Thanks for the...
Warning Reg!
Microsoft has gained a US federal government certification that makes it easier for agencies to buy cloud services from Redmond. The company announced on Monday that the platform-as-a-service and infrastructure-as-a-service components of its Windows Azure cloud have been given a Joint Authorization Board (JAB) provisional …
The idea that the worlds least reliable software company with an almost unbroken track record of duff unfinished products released to market years before they're ready being certified for anything other than being carted away makes a mockery of the organization certifying them (yes, ISO, that means you too).
This is why we have people following Apple's maps onto runways - in the real world lousy, dangerous, and plain old inoperative products get their manufacturers into trouble and/or bankrupt. People - normal people, not IT people - have grown up with an expectation that someone somewhere is enforcing regulations on the sale of goods. So when they buy software it never crosses their minds that it might very well be expensive unreliable garbage that doesn't actually work! And then we - the IT people - take the piss out of them for being so foolish as to hold us to the same standard that the makers of tin cans and ball-point pens have been held to for a century.

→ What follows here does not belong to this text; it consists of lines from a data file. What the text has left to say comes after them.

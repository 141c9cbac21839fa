use crate::{GameStatus, Move};
use std::fs::{self, File};
use std::io::{self, Write};
use std::path::{Path, PathBuf};

/// Human-readable game transcript. Diagnostics go through `tracing`; this
/// records what was played so a finished game can be saved and reviewed.
#[derive(Debug)]
pub struct ChessLogger {
    pub log_buffer: String,
    pub advanced_logging: bool,
    move_count: u32,
    indent_level: usize,
}

impl ChessLogger {
    pub fn new() -> Self {
        let mut logger = Self {
            log_buffer: String::with_capacity(64 * 1024),
            advanced_logging: false,
            move_count: 0,
            indent_level: 0,
        };

        logger.log("🎯 === Chess Engine Game Log Started ===");
        logger.log(&format!("📅 Date: {}", chrono::Local::now().format("%m/%d/%Y %H:%M:%S")));
        logger
    }

    pub fn should_log_advanced(&self) -> bool {
        self.advanced_logging
    }

    pub fn enable_advanced_logging(&mut self) {
        self.advanced_logging = true;
        self.log("🔬 Advanced logging enabled - search summaries recorded");
    }

    pub fn log(&mut self, message: &str) {
        self.log_buffer.push_str(message);
        self.log_buffer.push('\n');
    }

    pub fn log_with_indent(&mut self, message: &str) {
        let indent = "  ".repeat(self.indent_level);
        self.log_buffer.push_str(&indent);
        self.log(message);
    }

    pub fn increase_indent(&mut self) {
        self.indent_level += 1;
    }

    pub fn decrease_indent(&mut self) {
        self.indent_level = self.indent_level.saturating_sub(1);
    }

    pub fn move_count(&self) -> u32 {
        self.move_count
    }

    pub fn log_position(&mut self, fen: &str) {
        self.log(&format!("📋 Position: {}", fen));
    }

    pub fn log_human_move(&mut self, mv: &Move, time_ms: u64) {
        self.move_count += 1;
        self.log(&format!("{}. {} (Human move - {}ms)", self.move_count, mv, time_ms));
    }

    pub fn log_ai_move(&mut self, mv: &Move, time_ms: u64, eval: i32, moves_analyzed: u64) {
        self.move_count += 1;
        self.log(&format!(
            "{}. {} (AI move - {}ms) Eval: {} | {} moves analyzed",
            self.move_count, mv, time_ms, eval, moves_analyzed
        ));
    }

    pub fn log_random_move(&mut self, mv: &Move) {
        self.move_count += 1;
        self.log(&format!("{}. {} (Random move)", self.move_count, mv));
    }

    pub fn log_undo(&mut self, mv: &Move) {
        self.move_count = self.move_count.saturating_sub(1);
        self.log(&format!("↩️ UNDO: {}", mv));
    }

    pub fn log_search_start(&mut self, depth: u32, candidates: usize) {
        if self.should_log_advanced() {
            self.log_with_indent(&format!("🔍 Search depth {} | {} candidate moves", depth, candidates));
            self.increase_indent();
        }
    }

    pub fn log_search_complete(&mut self, best_moves: &[Move], best_score: i32) {
        if self.should_log_advanced() {
            let names: Vec<String> = best_moves.iter().map(Move::to_coordinate).collect();
            self.log_with_indent(&format!(
                "✅ {} move(s) tied at score {}: {}",
                best_moves.len(),
                best_score,
                names.join(", ")
            ));
            self.decrease_indent();
        }
    }

    pub fn log_game_over(&mut self, status: GameStatus) {
        let result = match status {
            GameStatus::Checkmate(loser) => format!("🏁 Checkmate - {} wins", loser.opposite()),
            GameStatus::Stalemate => "🏁 Stalemate - draw".to_string(),
            GameStatus::Check(_) | GameStatus::InProgress => "🛑 Game stopped before the end".to_string(),
        };
        self.log(&result);
    }

    /// Write the transcript to `<dir>/<timestamp>.txt`
    pub fn save_to_file(&mut self, dir: &Path, reason: &str) -> io::Result<PathBuf> {
        fs::create_dir_all(dir)?;

        let now = chrono::Local::now();
        let path = dir.join(format!("{}.txt", now.format("%m_%d_%Y_%H_%M_%S")));

        self.log(&format!("💾 Game ended: {} - Saving log", reason));
        let mut file = File::create(&path)?;
        file.write_all(self.log_buffer.as_bytes())?;
        Ok(path)
    }
}

impl Default for ChessLogger {
    fn default() -> Self {
        Self::new()
    }
}
pub mod board;
pub mod error;
pub mod guard;
pub mod logger_extensions;
pub mod parallel;
pub mod search;
pub mod tree;
pub mod types;

pub use board::GameBoard;
pub use error::{SearchError, SearchResult};
pub use guard::AppliedMove;
pub use logger_extensions::AILoggerExtensions;
pub use parallel::legal_moves_concurrent;
pub use search::SearchEngine;
pub use tree::{MoveNode, MoveTree, NodeId};
pub use types::*;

And now the US government is handing out Mickey Mouse certificates that we all know are totally meaningless. That's not helping.
"...unfinished products released to market years before they're ready..."
Alright tough guy, which microsoft product is actually ready?
The government has been rubber stamping things for years, but to release such a cert now with all the recent NSA leaks seems so "Backdoor In Your FACE!" 'ish.
Given that with all the information coming out about who is stumping up the most information to the NSA it seems almost unthinkable that Microsoft, who appear to have been the most eager to stump up information on request and supply back doors into their products, could find themselves off that list. Why would the NSA risk alienating their most loyal trumpet mouth?